Doç. Dr. Mehmet SümeTöreli Yazılar

Eğitimde Çözümün Zamanı Geldi

ACİZANE ÖNERİM

Ülke olarak son yirmi-yirmi beş yılımızı göz önünde bulundurduğumuzda, sağlık, savunma sanayi, ulaştırma vb. alanlarda devasa adımlar attığımızı hatta bazılarında çağ atladığımızı söyleyebiliriz. Ancak benzer başarıları millî eğitim ve kültür konusunda elde edemedik. Eğitim camiasının içinde olan biri olarak her geçen yıl kan kaybettiğimizi üzülerek yakından gözlemliyorum. Töreli Fikir platformunda değerli hocalarım yazıları ile eğitim konusuna değindiler. Erhan Çapraz hocam,  kendi düşüncelerini sıraladıktan sonra “başka çözümü çözümleri olanlar varsa lütfen artık beri gelsin! “ şeklinde bir çağrıda bulundu.
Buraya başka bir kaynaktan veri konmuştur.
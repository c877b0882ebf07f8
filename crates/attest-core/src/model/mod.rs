//! Immutable value records shared between the statistics engine and the
//! execution engine.

pub mod covariates;
pub mod criteria;
pub mod spec;

pub use covariates::{CovariateProfile, CovariateValue};
pub use criteria::{CriteriaBundle, CriterionOutcome};
pub use spec::{
    BaselineData, ExecutionSpecification, ExpirationPolicy, ExpirationStatus,
    FactorSourceMetadata,
};

use serde::{Deserialize, Serialize};

/// Which two of {sample size, confidence, threshold} the configuration fixes;
/// the third is derived.
#[derive(Debug, Clone, Copy, PartialEq, Eq, Serialize, Deserialize)]
#[serde(rename_all = "snake_case")]
pub enum OperationalApproach {
    SampleSizeFirst,
    ConfidenceFirst,
    ThresholdFirst,
}

impl OperationalApproach {
    pub fn as_str(&self) -> &'static str {
        match self {
            Self::SampleSizeFirst => "sample-size-first",
            Self::ConfidenceFirst => "confidence-first",
            Self::ThresholdFirst => "threshold-first",
        }
    }
}

/// Why a run stopped.
#[derive(Debug, Clone, Copy, PartialEq, Eq, Serialize, Deserialize)]
#[serde(rename_all = "snake_case")]
pub enum TerminationReason {
    /// All planned samples executed.
    Completed,
    /// The pass threshold became unreachable.
    Impossibility,
    /// The pass threshold was met even if every remaining sample failed.
    SuccessGuaranteed,
    TimeBudget,
    TokenBudget,
    ExceptionAbort,
}

impl TerminationReason {
    pub fn as_str(&self) -> &'static str {
        match self {
            Self::Completed => "completed",
            Self::Impossibility => "impossibility",
            Self::SuccessGuaranteed => "success_guaranteed",
            Self::TimeBudget => "time_budget",
            Self::TokenBudget => "token_budget",
            Self::ExceptionAbort => "exception_abort",
        }
    }

    /// True for every reason other than [`TerminationReason::Completed`].
    pub fn is_early(&self) -> bool {
        !matches!(self, Self::Completed)
    }
}

/// Binomial proportion estimate with a Wilson confidence interval.
#[derive(Debug, Clone, PartialEq, Serialize, Deserialize)]
pub struct ProportionEstimate {
    pub point_estimate: f64,
    pub sample_size: u64,
    pub lower_bound: f64,
    pub upper_bound: f64,
    pub confidence_level: f64,
}

/// Inputs a threshold was derived from.
#[derive(Debug, Clone, PartialEq, Serialize, Deserialize)]
pub struct DerivationContext {
    pub baseline_rate: f64,
    pub baseline_samples: u64,
    pub test_samples: u64,
    /// For threshold-first derivations this is the *implied* confidence
    /// recovered by inverting the Wilson lower bound.
    pub confidence: f64,
}

/// A pass/fail threshold plus its provenance.
#[derive(Debug, Clone, PartialEq, Serialize, Deserialize)]
pub struct DerivedThreshold {
    pub value: f64,
    pub approach: OperationalApproach,
    /// Absent only for spec-less threshold-first runs, which have no
    /// baseline to invert and hence no recoverable confidence.
    #[serde(skip_serializing_if = "Option::is_none")]
    pub context: Option<DerivationContext>,
    pub is_statistically_sound: bool,
}

impl DerivedThreshold {
    pub fn confidence(&self) -> Option<f64> {
        self.context.as_ref().map(|c| c.confidence)
    }
}

/// Output of the power analysis: how many samples a detection target needs.
#[derive(Debug, Clone, PartialEq, Serialize, Deserialize)]
pub struct SampleSizeRequirement {
    pub required_samples: u64,
    pub baseline_rate: f64,
    /// p₁ = p₀ − δ, the degraded rate the test is sized to detect.
    pub alternative_rate: f64,
    pub min_detectable_effect: f64,
    pub confidence: f64,
    pub power: f64,
}

/// Whether a configured (n, p₀, α) can ever produce a verification-grade
/// verdict.
#[derive(Debug, Clone, PartialEq, Serialize, Deserialize)]
pub struct FeasibilityResult {
    pub feasible: bool,
    /// Smallest n for which a perfect run clears the target rate.
    pub minimum_samples: u64,
    pub alpha: f64,
    pub target_rate: f64,
    pub samples: u64,
    pub criterion: String,
}

/// A statistically qualified pass/fail pronouncement.
#[derive(Debug, Clone, PartialEq, Serialize, Deserialize)]
pub struct VerdictWithConfidence {
    pub passed: bool,
    pub observed_rate: f64,
    pub threshold: DerivedThreshold,
    /// 0 on pass, α on fail; `None` when the threshold carries no
    /// recoverable confidence.
    #[serde(skip_serializing_if = "Option::is_none")]
    pub false_positive_probability: Option<f64>,
    pub interpretation: String,
}

impl VerdictWithConfidence {
    /// How far the observed rate fell below the threshold (0 on pass).
    pub fn shortfall(&self) -> f64 {
        (self.threshold.value - self.observed_rate).max(0.0)
    }
}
Eğitim ve kültür mali ve idari yönleri, okul, müfredat, aile, çevre ve öğretmen-öğrenci gibi çok geniş kolları olan bir o kadarda önemli bir meseledir. Bu alanların her birinde ortaya koyacağımız millî ve gerçekçi çözümlerle mevcut sorunların üstesinden gelebiliriz.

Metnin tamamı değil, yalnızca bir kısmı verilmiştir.